IMPORTANT: Please be sure to include both SpeechToTextV1.framework
and Starscream.framework
in your application. Starscream is a recursive dependency that adds support for WebSockets sessions.
The following example shows how to transcribe an audio file using the standard API endpoint.
import SpeechToTextV1
let authenticator = WatsonIAMAuthenticator(apiKey: "{apikey}")
let speechToText = SpeechToText(authenticator: authenticator)
speechToText.serviceURL = "{url}"
let url = Bundle.main.url(forResource: "audio-file2", withExtension: "flac")
var audio = try! Data(contentsOf: url!)
speechToText.recognize(
audio: audio,
keywords: ["colorado", "tornado", "tornadoes"],
keywordsThreshold: 0.5,
wordAlternativesThreshold: 0.90,
contentType: "audio/flac")
{
response, error in
guard let results = response?.result else {
print(error?.localizedDescription ?? "unknown error")
return
}
print(results)
}
For details on all API operations, including Swift examples, see the API reference.
Recognizing audio using websockets
The Swift SDK extends the Starcream
library to offer websocket support for recognizing audio.
You can transcribe audio using web sockets by calling the recognizeUsingWebSockets
method on the SpeechToText
class, as shown in this example.
import SpeechToTextV1
let authenticator = WatsonIAMAuthenticator(apiKey: "{apikey}")
let speechToText = SpeechToText(authenticator: authenticator)
speechToText.serviceURL = "{url}"
let url = Bundle.main.url(forResource: "audio-file2", withExtension: "flac")
var audio = try! Data(contentsOf: url!
let settings = RecognitionSettings(contentType: "audio/ogg;codecs=opus")
var callback = RecognizeCallback()
// register error handler
callback.onError = { error in
// handle error in some way
}
// register result handler
callback.onResults = { results in
// process results in some way
}
speechToText.recognizeUsingWebSocket(audio: fileData, settings: settings, callback: callback)
In the above example, the RecognitionSettings
struct is used to define the settings for the recognition request. Additional the RecognizeCallback
struct allows you to register event handlers for web socket events.
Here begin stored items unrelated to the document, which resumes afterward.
//! Subscription Engine - proxy subscription generation for Rust
//!
//! This library turns one stored subscription (a list of upstream proxy
//! nodes plus a pool of front addresses) into client configurations:
//! - Base64 share-link lists (`vmess://`, `vless://`, `trojan://`, `ss://`)
//! - Clash YAML, optionally routed by an INI profile
//! - sing-box JSON
//! - Loon and Surge profiles
//!
//! # Example
//!
//! ```rust
//! use sub_engine_r::{generate, FixedSelector, Node, OutputFormat, SubscriptionConfig};
//!
//! let node = Node::new("trojan", "t.example.com", 443)
//!     .with_name("T")
//!     .with_password("pw");
//!
//! // Every node is served through a front address picked from the pool
//! let config = SubscriptionConfig::new(vec![node], vec!["1.2.3.4:443#US".to_string()]);
//!
//! let surge = generate(OutputFormat::Surge, &config, &FixedSelector::default()).unwrap();
//! assert!(surge.contains("T = trojan, 1.2.3.4, 443, password=pw, tls=true"));
//! ```
//!
//! # Profile Syntax
//!
//! Clash routing can be driven by an ACL4SSR-style INI profile:
//! ```text
//! ruleset=<group>,<rule-list URL | []GEOIP,CN | []FINAL>
//! custom_proxy_group=<name>`<type>`<member>`...[`<url>`<interval>`<tolerance>]
//! ```
//!
//! ## Group Members
//!
//! | Member | Example | Expands to |
//! |--------|---------|------------|
//! | All | `.*` | Every node name |
//! | Group | `[]🚀 节点选择` | The literal group (or `DIRECT`/`REJECT`) |
//! | Regex | `(HK\|SG)` | Node names matching, case-insensitive |
//! | Literal | `HK-01` | Itself |
//!
//! A group whose members expand to nothing falls back to `DIRECT`.

pub mod compile;
pub mod config;
pub mod error;
pub mod format;
pub mod parser;
pub mod resolver;
pub mod types;
pub mod yaml;

// Re-export commonly used items
pub use compile::{apply_profile, compile_profile, ClashGroup, CompiledRouting};
pub use config::{SubscriptionConfig, DEFAULT_PROFILE};
pub use error::{ProfileErrorKind, Result, SubError};
pub use parser::{parse_profile, validate_profile, GroupSpec, ProfileConfig, RuleSet};
pub use types::{Node, NodeType, OutputFormat};
pub use yaml::to_yaml;

// Re-export format types
pub use format::{converter_for, generate, Base64, Clash, Converter, Loon, SingBox, Surge};

// Re-export resolver types
pub use resolver::{
    extract_host, import_pool, merge_pool, resolve, FixedSelector, FrontResolver, PoolEntry,
    PoolSelector, RandomSelector, SeededSelector,
};
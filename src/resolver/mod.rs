//! Front-address resolver module.
//!
//! Picks a substitute ("reverse-proxy") address from the configured pool for
//! every node that gets serialized. Selection is random and uncached by
//! default; the [`PoolSelector`] seam lets callers inject a deterministic
//! source.

use rand::rngs::StdRng;
use rand::{Rng, SeedableRng};

use parking_lot::Mutex;

use crate::types::Node;

pub mod pool;

pub use pool::{import_pool, merge_pool, PoolEntry, UNKNOWN_REGION};

/// Source of pool indices.
pub trait PoolSelector: Send + Sync {
    /// Pick an index in `0..len`. Never called with `len == 0`.
    fn select(&self, len: usize) -> usize;
}

/// Uniformly random selection using the thread-local RNG.
pub struct RandomSelector;

impl RandomSelector {
    /// Create a new random selector.
    pub fn new() -> Self {
        Self
    }
}

impl Default for RandomSelector {
    fn default() -> Self {
        Self::new()
    }
}

impl PoolSelector for RandomSelector {
    fn select(&self, len: usize) -> usize {
        rand::rng().random_range(0..len)
    }
}

/// Always picks the same index (wrapped to the pool length).
pub struct FixedSelector {
    index: usize,
}

impl FixedSelector {
    /// Create a selector that always returns `index % len`.
    pub fn new(index: usize) -> Self {
        Self { index }
    }
}

impl Default for FixedSelector {
    fn default() -> Self {
        Self::new(0)
    }
}

impl PoolSelector for FixedSelector {
    fn select(&self, len: usize) -> usize {
        self.index % len
    }
}

/// Reproducible random selection from a seeded RNG.
pub struct SeededSelector {
    rng: Mutex<StdRng>,
}

impl SeededSelector {
    /// Create a selector seeded with `seed`.
    pub fn new(seed: u64) -> Self {
        Self {
            rng: Mutex::new(StdRng::seed_from_u64(seed)),
        }
    }
}

impl PoolSelector for SeededSelector {
    fn select(&self, len: usize) -> usize {
        self.rng.lock().random_range(0..len)
    }
}

/// Extract the host token from a pool entry.
///
/// Accepts `IP:PORT#REGION`, `IP#REGION`, `IP:PORT` and bare `IP`; port and
/// region are discarded. The host is not validated.
pub fn extract_host(entry: &str) -> &str {
    let head = match entry.split_once('#') {
        Some((left, _)) => left,
        None => entry,
    };
    let host = match head.split_once(':') {
        Some((host, _)) => host,
        None => head,
    };
    host.trim()
}

/// Pick a front address from the pool, or `None` when the pool is empty.
pub fn resolve(pool: &[String], selector: &dyn PoolSelector) -> Option<String> {
    if pool.is_empty() {
        return None;
    }
    let index = selector.select(pool.len()) % pool.len();
    Some(extract_host(&pool[index]).to_string())
}

/// Per-generation resolver binding a pool to a selector.
pub struct FrontResolver<'a> {
    pool: &'a [String],
    selector: &'a dyn PoolSelector,
}

impl<'a> FrontResolver<'a> {
    /// Create a resolver over `pool`.
    pub fn new(pool: &'a [String], selector: &'a dyn PoolSelector) -> Self {
        Self { pool, selector }
    }

    /// Address to embed for `node`: a fresh pool pick, or the node's own
    /// server when the pool is empty.
    pub fn server_for(&self, node: &Node) -> String {
        resolve(self.pool, self.selector).unwrap_or_else(|| node.server.clone())
    }
}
Recognizing audio from microphone
If you’d like to record audio from a device microphone and trascribe it using Speech to Text, you can use the SDK provided recognizeMicrophone
method, as shown in this example.
import SpeechToTextV1
let authenticator = WatsonIAMAuthenticator(apiKey: "{apikey}")
let speechToText = SpeechToText(authenticator: authenticator)
speechToText.serviceURL = "{url}"
var accumulator = SpeechRecognitionResultsAccumulator()
// this function can be called from a button press or similar action
// based on user input
func startStreaming() {
var settings = RecognitionSettings(contentType: "audio/ogg;codecs=opus")
settings.interimResults = true
speechToText.recognizeMicrophone(settings: settings) { response, error in
if let error = error {
print(error)
}
guard let results = response?.result else {
print("Failed to recognize the audio")
return
}
accumulator.add(results: results)
print(accumulator.bestTranscript)
}
}
// this function can be called when the user releases a button or a similar action
func stopStreaming() {
speechToText.stopRecognizeMicrophone()
}
The above example uses the recognizeMicrophone
method within a function, which can be called from a button click or user input. How you call it is up to you, but the above provides a typical example of how you would record while responding to a UI action.
Advanced Usage
Microphone Audio and Compression in detail
The Speech to Text framework makes it easy to perform speech recognition with microphone audio. The framework internally manages the microphone, starting and stopping it with various method calls (recognizeMicrophone
and stopRecognizeMicrophone
, or startMicrophone
and stopMicrophone
).
There are two different ways that your app can determine when to stop the microphone:
User Interaction: Your app could rely on user input to stop the microphone. For example, you could use a button to start/stop transcribing, or you could require users to press-and-hold a button to start/stop transcribing.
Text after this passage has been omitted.